(Supplied data)

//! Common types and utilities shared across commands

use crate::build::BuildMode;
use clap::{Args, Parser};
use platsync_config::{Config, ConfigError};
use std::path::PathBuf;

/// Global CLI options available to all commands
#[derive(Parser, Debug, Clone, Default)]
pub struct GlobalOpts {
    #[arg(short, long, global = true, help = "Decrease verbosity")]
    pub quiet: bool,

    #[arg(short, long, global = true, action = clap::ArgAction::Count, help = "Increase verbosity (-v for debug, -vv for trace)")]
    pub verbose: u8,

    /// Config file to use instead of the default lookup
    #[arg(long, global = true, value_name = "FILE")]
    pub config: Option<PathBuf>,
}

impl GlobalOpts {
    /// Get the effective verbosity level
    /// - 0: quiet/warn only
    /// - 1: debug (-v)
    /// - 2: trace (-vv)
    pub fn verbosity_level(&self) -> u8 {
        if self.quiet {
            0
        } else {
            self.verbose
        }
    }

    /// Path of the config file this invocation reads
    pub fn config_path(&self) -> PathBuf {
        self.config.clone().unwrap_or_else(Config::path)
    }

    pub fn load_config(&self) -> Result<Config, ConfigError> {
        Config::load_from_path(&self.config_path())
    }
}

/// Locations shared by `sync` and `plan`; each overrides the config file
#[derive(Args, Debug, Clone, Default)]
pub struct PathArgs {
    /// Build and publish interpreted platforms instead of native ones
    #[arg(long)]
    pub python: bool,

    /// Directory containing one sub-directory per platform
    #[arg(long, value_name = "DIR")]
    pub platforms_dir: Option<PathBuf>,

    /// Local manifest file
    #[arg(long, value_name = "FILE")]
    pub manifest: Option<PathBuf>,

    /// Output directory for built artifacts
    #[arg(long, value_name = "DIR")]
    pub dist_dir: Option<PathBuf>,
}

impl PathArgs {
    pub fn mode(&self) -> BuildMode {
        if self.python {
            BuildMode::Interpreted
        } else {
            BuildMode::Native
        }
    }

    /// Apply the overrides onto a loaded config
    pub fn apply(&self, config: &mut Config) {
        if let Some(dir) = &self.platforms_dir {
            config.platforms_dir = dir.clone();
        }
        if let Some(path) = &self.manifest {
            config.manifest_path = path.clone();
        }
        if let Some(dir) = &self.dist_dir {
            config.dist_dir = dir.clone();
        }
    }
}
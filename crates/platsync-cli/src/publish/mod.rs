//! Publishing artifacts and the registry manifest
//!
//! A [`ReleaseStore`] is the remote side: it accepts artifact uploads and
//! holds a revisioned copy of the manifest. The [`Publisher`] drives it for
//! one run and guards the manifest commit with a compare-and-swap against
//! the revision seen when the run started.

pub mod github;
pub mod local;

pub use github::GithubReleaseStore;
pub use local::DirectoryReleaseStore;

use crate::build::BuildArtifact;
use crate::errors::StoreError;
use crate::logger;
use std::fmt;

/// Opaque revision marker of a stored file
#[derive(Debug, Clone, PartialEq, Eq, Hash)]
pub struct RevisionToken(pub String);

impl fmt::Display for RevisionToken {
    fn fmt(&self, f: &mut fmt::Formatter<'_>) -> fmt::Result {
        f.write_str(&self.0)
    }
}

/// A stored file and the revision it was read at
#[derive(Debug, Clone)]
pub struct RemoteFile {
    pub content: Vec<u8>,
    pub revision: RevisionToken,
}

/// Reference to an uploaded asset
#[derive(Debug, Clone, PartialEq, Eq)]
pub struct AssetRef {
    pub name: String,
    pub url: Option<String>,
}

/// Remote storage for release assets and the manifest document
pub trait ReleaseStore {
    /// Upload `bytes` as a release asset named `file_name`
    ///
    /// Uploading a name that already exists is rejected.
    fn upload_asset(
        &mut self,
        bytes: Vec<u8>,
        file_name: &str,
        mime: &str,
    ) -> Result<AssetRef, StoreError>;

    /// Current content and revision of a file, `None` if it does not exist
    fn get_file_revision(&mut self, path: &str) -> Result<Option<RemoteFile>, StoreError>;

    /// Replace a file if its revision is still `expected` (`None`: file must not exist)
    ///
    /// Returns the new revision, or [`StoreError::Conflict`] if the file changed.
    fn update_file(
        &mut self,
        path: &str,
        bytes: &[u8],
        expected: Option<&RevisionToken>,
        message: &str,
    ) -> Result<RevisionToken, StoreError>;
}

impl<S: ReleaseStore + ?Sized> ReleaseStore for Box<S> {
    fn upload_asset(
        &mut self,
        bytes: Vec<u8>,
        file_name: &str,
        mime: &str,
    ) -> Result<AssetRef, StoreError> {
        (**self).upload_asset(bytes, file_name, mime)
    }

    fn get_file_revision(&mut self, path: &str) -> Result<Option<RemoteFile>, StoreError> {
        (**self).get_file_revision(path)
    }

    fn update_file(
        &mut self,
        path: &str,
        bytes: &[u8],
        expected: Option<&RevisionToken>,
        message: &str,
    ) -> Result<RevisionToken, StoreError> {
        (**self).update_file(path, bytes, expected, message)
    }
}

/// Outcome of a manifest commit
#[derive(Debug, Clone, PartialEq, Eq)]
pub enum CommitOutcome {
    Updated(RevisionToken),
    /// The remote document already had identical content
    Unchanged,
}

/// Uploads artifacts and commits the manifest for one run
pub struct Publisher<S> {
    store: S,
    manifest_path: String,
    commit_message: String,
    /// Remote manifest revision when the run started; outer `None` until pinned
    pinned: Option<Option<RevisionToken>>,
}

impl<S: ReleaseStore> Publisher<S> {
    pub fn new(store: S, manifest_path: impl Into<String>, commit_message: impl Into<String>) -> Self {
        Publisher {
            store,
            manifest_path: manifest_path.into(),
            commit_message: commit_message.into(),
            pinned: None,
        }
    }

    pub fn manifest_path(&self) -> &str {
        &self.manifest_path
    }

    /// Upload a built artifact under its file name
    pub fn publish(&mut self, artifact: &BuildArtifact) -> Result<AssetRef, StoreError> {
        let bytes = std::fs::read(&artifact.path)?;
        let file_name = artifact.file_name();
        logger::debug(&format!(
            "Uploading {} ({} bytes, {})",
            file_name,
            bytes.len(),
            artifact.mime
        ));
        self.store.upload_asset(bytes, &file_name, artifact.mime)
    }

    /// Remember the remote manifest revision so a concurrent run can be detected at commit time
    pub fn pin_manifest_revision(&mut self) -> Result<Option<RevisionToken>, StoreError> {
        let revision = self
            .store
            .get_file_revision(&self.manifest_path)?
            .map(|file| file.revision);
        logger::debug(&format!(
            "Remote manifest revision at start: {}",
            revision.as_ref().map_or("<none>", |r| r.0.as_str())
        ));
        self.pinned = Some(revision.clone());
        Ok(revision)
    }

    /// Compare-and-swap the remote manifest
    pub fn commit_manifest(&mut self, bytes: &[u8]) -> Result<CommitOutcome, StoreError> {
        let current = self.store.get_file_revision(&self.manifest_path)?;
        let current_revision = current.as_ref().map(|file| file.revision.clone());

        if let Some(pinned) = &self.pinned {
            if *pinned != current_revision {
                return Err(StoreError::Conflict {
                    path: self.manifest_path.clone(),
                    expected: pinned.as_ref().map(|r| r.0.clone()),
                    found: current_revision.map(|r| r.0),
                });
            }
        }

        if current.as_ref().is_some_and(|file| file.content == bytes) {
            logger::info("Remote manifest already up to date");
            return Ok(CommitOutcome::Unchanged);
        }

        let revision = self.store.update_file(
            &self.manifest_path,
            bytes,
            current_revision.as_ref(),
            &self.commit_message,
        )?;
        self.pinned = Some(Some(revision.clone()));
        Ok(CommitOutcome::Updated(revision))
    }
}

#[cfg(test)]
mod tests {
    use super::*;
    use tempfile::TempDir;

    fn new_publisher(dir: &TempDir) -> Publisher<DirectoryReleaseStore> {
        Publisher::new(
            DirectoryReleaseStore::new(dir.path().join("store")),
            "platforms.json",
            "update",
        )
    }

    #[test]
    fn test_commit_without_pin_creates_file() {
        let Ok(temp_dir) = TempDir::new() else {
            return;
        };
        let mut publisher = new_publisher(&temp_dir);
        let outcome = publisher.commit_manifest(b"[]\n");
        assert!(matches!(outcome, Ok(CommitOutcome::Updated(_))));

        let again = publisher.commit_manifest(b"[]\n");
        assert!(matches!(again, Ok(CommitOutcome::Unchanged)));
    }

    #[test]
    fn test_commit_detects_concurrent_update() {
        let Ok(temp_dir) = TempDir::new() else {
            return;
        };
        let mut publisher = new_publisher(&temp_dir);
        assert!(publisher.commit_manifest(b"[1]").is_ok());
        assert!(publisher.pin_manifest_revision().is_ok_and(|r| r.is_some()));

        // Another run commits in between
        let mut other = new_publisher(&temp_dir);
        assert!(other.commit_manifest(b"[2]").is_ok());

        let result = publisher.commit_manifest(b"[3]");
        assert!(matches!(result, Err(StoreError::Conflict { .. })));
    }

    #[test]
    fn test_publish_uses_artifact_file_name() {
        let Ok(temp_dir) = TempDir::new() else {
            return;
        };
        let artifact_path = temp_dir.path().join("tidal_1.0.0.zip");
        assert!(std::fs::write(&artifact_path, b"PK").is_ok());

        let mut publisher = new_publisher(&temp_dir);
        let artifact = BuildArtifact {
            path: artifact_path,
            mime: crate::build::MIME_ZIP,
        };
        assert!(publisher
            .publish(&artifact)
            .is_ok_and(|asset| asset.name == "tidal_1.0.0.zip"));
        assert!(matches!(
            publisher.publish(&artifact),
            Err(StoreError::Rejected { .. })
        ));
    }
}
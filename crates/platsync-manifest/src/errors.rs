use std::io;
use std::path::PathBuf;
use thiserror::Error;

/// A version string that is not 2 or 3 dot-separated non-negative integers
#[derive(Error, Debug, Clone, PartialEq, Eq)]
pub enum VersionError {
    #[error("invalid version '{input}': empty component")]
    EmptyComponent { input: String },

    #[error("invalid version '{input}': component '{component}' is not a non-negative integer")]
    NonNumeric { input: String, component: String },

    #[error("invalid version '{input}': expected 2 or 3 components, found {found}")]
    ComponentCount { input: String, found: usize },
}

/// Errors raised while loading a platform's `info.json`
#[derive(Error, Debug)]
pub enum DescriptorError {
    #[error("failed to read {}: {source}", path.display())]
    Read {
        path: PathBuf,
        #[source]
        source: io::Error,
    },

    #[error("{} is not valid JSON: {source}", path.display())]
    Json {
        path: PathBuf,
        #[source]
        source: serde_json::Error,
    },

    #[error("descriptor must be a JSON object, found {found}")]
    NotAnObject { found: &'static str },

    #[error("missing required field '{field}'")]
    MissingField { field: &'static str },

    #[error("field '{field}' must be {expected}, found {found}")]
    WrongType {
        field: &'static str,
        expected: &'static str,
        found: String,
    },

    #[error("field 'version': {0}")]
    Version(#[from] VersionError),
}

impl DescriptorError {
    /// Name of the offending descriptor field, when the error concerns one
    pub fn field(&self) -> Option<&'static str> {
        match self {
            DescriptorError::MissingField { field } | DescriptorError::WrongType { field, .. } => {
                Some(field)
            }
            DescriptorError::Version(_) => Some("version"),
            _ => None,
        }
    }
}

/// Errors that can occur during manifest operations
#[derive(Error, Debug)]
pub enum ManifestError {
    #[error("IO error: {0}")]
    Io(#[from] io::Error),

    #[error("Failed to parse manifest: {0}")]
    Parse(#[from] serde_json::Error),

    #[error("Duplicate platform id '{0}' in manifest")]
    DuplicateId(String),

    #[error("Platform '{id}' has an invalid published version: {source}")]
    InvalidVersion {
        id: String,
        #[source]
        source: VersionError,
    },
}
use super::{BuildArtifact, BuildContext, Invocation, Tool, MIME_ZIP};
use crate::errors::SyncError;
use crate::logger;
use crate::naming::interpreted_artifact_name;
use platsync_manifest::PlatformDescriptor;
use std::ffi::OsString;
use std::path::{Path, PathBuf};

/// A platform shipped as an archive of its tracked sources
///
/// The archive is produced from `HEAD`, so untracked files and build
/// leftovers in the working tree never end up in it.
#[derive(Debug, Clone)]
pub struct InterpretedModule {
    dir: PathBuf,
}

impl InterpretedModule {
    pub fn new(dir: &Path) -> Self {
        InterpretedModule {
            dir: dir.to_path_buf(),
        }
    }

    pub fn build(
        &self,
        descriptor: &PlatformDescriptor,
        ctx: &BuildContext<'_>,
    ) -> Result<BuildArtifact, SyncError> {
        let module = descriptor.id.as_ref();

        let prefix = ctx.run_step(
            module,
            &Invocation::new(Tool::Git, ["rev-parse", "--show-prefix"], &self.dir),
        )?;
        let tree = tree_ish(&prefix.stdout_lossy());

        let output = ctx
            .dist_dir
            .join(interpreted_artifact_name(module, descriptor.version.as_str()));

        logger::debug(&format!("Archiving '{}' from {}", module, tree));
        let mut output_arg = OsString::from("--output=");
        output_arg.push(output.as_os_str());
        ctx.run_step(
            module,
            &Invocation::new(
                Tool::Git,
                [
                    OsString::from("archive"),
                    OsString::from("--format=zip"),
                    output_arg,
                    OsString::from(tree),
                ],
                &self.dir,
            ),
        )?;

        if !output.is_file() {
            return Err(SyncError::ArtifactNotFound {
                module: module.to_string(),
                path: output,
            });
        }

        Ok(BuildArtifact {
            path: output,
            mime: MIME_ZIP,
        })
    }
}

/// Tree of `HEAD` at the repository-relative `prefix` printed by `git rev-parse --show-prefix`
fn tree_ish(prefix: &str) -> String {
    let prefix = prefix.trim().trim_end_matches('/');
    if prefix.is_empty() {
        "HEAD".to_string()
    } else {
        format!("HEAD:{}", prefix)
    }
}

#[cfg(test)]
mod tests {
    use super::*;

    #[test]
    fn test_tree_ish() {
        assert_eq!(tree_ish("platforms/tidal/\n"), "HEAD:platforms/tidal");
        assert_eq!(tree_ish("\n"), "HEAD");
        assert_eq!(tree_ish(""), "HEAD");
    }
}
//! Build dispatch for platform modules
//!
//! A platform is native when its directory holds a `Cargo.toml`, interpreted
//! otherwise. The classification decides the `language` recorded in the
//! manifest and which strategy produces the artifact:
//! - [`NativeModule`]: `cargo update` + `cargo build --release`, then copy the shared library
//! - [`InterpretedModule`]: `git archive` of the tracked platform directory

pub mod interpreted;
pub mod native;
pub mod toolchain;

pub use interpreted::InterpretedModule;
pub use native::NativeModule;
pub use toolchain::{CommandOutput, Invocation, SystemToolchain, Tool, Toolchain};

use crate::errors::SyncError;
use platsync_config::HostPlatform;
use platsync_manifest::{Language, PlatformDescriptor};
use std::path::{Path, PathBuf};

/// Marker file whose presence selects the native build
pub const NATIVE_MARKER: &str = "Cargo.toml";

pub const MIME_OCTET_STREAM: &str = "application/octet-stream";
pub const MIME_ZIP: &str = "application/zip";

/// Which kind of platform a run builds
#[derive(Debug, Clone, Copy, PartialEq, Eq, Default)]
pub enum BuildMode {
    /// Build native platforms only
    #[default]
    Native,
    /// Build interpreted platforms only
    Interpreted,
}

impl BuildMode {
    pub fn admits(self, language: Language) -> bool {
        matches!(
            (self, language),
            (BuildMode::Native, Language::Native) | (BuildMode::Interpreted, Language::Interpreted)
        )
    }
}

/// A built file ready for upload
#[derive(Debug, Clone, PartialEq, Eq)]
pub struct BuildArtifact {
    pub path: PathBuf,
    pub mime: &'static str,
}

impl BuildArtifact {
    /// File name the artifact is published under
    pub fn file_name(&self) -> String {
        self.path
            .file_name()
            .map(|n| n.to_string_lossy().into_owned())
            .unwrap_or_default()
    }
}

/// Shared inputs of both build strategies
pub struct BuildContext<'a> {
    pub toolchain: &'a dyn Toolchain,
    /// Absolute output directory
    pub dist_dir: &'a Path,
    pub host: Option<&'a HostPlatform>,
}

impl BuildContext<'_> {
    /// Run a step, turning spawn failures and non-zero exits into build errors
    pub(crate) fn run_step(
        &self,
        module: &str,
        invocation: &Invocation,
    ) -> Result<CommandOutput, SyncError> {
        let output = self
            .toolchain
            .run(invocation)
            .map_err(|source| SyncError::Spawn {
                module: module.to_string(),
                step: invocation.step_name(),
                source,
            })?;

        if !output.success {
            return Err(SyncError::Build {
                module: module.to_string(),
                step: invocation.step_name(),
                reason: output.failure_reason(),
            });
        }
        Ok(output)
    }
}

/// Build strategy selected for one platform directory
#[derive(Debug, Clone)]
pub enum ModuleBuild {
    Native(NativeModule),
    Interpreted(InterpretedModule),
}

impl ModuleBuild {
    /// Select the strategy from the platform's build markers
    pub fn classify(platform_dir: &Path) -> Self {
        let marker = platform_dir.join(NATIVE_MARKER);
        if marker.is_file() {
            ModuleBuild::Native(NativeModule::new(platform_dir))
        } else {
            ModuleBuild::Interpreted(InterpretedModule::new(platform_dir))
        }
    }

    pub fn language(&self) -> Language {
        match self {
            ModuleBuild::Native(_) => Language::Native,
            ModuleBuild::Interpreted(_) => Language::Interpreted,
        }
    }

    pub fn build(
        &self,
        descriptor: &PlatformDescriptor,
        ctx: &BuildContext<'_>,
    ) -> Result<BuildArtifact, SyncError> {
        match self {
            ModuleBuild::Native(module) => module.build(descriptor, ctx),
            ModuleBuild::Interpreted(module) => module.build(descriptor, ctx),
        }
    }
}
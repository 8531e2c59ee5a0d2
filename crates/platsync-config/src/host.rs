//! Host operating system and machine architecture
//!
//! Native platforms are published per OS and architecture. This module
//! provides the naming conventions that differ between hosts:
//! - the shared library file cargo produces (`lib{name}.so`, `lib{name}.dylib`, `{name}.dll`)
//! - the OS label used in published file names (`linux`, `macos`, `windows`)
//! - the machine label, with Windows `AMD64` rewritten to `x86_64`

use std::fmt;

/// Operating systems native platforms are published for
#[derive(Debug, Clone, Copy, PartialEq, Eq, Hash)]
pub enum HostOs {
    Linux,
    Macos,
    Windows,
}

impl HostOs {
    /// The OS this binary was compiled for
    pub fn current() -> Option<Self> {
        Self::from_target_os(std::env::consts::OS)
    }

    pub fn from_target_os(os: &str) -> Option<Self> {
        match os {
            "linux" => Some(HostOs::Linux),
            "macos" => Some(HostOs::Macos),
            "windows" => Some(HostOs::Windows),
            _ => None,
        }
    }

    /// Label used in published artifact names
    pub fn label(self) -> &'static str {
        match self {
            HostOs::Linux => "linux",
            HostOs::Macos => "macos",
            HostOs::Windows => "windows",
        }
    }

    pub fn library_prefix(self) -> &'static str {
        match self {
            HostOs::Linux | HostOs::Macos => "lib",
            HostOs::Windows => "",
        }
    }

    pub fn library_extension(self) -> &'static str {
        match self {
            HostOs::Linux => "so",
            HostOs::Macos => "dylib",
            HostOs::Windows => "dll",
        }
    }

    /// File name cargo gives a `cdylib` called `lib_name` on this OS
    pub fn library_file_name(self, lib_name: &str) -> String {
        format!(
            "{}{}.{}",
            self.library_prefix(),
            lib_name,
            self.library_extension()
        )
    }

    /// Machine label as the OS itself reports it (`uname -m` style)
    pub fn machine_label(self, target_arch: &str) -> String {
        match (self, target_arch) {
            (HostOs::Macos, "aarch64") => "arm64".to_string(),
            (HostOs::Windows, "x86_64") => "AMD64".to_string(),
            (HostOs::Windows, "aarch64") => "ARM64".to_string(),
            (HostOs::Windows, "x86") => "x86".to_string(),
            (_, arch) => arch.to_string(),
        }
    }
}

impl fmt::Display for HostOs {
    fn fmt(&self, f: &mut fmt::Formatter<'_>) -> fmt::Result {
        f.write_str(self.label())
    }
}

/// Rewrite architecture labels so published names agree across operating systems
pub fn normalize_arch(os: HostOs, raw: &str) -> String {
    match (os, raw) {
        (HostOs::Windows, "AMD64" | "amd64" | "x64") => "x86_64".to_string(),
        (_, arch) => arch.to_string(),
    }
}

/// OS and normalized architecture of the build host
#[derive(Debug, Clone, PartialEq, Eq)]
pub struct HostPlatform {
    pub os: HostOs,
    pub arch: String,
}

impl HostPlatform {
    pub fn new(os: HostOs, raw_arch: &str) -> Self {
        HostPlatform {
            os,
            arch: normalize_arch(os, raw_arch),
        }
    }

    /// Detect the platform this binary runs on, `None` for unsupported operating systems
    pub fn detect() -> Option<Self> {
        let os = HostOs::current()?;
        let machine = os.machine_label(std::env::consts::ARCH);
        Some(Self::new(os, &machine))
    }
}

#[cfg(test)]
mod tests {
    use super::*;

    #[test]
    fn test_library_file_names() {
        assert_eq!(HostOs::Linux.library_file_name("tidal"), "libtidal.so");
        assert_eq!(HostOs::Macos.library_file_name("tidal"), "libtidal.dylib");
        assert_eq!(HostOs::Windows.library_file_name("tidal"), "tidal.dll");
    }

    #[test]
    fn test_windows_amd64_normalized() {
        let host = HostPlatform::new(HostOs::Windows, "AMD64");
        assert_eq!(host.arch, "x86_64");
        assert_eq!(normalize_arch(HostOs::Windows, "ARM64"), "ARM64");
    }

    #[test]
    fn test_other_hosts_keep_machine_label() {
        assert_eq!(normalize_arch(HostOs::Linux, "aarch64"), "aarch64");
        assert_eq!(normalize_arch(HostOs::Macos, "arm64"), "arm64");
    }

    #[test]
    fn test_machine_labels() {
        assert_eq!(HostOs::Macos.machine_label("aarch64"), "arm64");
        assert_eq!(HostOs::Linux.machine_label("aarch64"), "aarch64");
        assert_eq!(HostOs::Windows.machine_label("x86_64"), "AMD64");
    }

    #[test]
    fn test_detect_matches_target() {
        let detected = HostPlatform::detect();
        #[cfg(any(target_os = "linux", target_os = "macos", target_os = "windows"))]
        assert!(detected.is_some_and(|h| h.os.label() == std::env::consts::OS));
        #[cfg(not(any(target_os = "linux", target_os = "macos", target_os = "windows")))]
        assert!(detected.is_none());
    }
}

(End Supplied data)

Work task :: All lines in the records with the string "ConfigError" should be copied out.

Answer box ::
use platsync_config::{Config, ConfigError};
    pub fn load_config(&self) -> Result<Config, ConfigError> {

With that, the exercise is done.